We have all heard about the importance of eating five vegetables a day for good health and that's because, vegetables are low in saturated fat and high in nutrients. Coleslaw is a classic salad favorite, but the ones we pick up from super markets, the goodness of vegetables is negated by the saturated fat.

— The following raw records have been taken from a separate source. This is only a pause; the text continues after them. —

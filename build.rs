use std::env;
use std::path::PathBuf;

fn main() {
    // Only regenerate the header when the FFI source changes.
    println!("cargo:rerun-if-changed=src/ffi.rs");
    println!("cargo:rerun-if-changed=cbindgen.toml");

    let crate_dir = env::var("CARGO_MANIFEST_DIR").expect("CARGO_MANIFEST_DIR not set");

    let output_file = PathBuf::from(&crate_dir)
        .join("include")
        .join("invoice_forge.h");

    // Ensure the include/ directory exists.
    std::fs::create_dir_all(output_file.parent().expect("no parent for output_file"))
        .expect("failed to create include/ directory");

    // Generate the C header.
    let config = cbindgen::Config::from_file(PathBuf::from(&crate_dir).join("cbindgen.toml"))
        .expect("failed to read cbindgen.toml");

    match cbindgen::Builder::new()
        .with_crate(&crate_dir)
        .with_config(config)
        .generate()
    {
        Ok(bindings) => {
            bindings.write_to_file(&output_file);
        }
        Err(e) => {
            println!("cargo:warning=cbindgen failed to generate bindings: {e}");
        }
    }
}
//! GST tax selection and totals.
//!
//! Four fixed levies are supported: CGST 9%, SGST 9%, CESS 1% and IGST 18%.
//! IGST (inter-state) is mutually exclusive with CGST/SGST (intra-state);
//! CESS is independent of both.

use rust_decimal::Decimal;
use serde::{Deserialize, Serialize};

/// One of the four fixed tax categories, in display order.
#[derive(Debug, Clone, Copy, PartialEq, Eq, Hash, Serialize, Deserialize)]
#[serde(rename_all = "lowercase")]
pub enum TaxKind {
    Cgst,
    Sgst,
    Cess,
    Igst,
}

impl TaxKind {
    /// All categories in the fixed footer order.
    pub const ALL: [TaxKind; 4] = [TaxKind::Cgst, TaxKind::Sgst, TaxKind::Cess, TaxKind::Igst];

    /// Fractional rate (e.g. `0.09` for 9%).
    pub fn rate(self) -> Decimal {
        match self {
            TaxKind::Cgst | TaxKind::Sgst => Decimal::new(9, 2),
            TaxKind::Cess => Decimal::new(1, 2),
            TaxKind::Igst => Decimal::new(18, 2),
        }
    }

    /// Footer label, e.g. `"CGST 9%"`.
    pub fn label(self) -> &'static str {
        match self {
            TaxKind::Cgst => "CGST 9%",
            TaxKind::Sgst => "SGST 9%",
            TaxKind::Cess => "CESS 1%",
            TaxKind::Igst => "IGST 18%",
        }
    }
}

/// Which taxes are applied to the invoice.
#[derive(Debug, Clone, Copy, Default, PartialEq, Eq, Serialize, Deserialize)]
#[serde(default)]
pub struct TaxSelection {
    pub cgst: bool,
    pub sgst: bool,
    pub cess: bool,
    pub igst: bool,
}

impl TaxSelection {
    pub fn is_enabled(&self, kind: TaxKind) -> bool {
        match kind {
            TaxKind::Cgst => self.cgst,
            TaxKind::Sgst => self.sgst,
            TaxKind::Cess => self.cess,
            TaxKind::Igst => self.igst,
        }
    }

    /// Return a copy with `kind` switched on or off.
    ///
    /// Switching IGST on clears CGST and SGST; switching CGST or SGST on
    /// clears IGST. Switching anything off leaves the other flags alone.
    pub fn toggled(mut self, kind: TaxKind, enabled: bool) -> Self {
        match kind {
            TaxKind::Cgst => self.cgst = enabled,
            TaxKind::Sgst => self.sgst = enabled,
            TaxKind::Cess => self.cess = enabled,
            TaxKind::Igst => self.igst = enabled,
        }
        if enabled {
            match kind {
                TaxKind::Igst => {
                    self.cgst = false;
                    self.sgst = false;
                }
                TaxKind::Cgst | TaxKind::Sgst => self.igst = false,
                TaxKind::Cess => {}
            }
        }
        self
    }
}

/// Subtotal, per-category tax amounts and grand total.
///
/// Values keep full precision; round only when displaying.
#[derive(Debug, Clone, Copy, Default, PartialEq, Eq, Serialize, Deserialize)]
pub struct InvoiceTotals {
    pub subtotal: Decimal,
    pub cgst: Decimal,
    pub sgst: Decimal,
    pub cess: Decimal,
    pub igst: Decimal,
    pub grand_total: Decimal,
}

impl InvoiceTotals {
    /// Amount levied for `kind` (zero when not selected).
    pub fn amount(&self, kind: TaxKind) -> Decimal {
        match kind {
            TaxKind::Cgst => self.cgst,
            TaxKind::Sgst => self.sgst,
            TaxKind::Cess => self.cess,
            TaxKind::Igst => self.igst,
        }
    }
}

/// Compute the per-category taxes and grand total for `subtotal`.
///
/// A negative subtotal is treated as zero. Figures too large to represent
/// saturate at [`Decimal::MAX`].
pub fn compute_totals(subtotal: Decimal, selection: &TaxSelection) -> InvoiceTotals {
    let subtotal = subtotal.max(Decimal::ZERO);
    let levy = |kind: TaxKind| {
        if selection.is_enabled(kind) {
            subtotal.saturating_mul(kind.rate())
        } else {
            Decimal::ZERO
        }
    };

    let cgst = levy(TaxKind::Cgst);
    let sgst = levy(TaxKind::Sgst);
    let cess = levy(TaxKind::Cess);
    let igst = levy(TaxKind::Igst);

    InvoiceTotals {
        subtotal,
        cgst,
        sgst,
        cess,
        igst,
        grand_total: [cgst, sgst, cess, igst]
            .into_iter()
            .fold(subtotal, Decimal::saturating_add),
    }
}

Here's a healthy alternative to the classic coleslaw

Ingredients

Reduced fat yogurt 1/2 Cup (8 tbs)
Dijon mustard 2 Teaspoon
White balsamic vinegar 2 Teaspoon
White vinegar 1 Teaspoon
Honey/Maple syrup 1 Teaspoon
Cracked pepper To Taste
Shredded cabbage 4 Cup (64 tbs)
Carrot 2 , shredded
Spanish onion 1 Small , finely diced
Shallots 4 , diced
Slivered almonds 1/3 Cup (5.33 tbs)

Directions

MAKING

1.  In a bowl, combine yogurt, dijon mustard, white balsamic vinegar, white vinegar and honey. Mix lightly and set aside.

2.  In another large bowl, combine cabbage, carrot, spanish onion, shallot and slivered almonds. Pour the prepared dressing over it and toss well to coat evenly.

3.  Cover with a plastic wrap and refrigerate.

 

SERVING

4.  Serve as a side dish or for making sandwiches and wraps.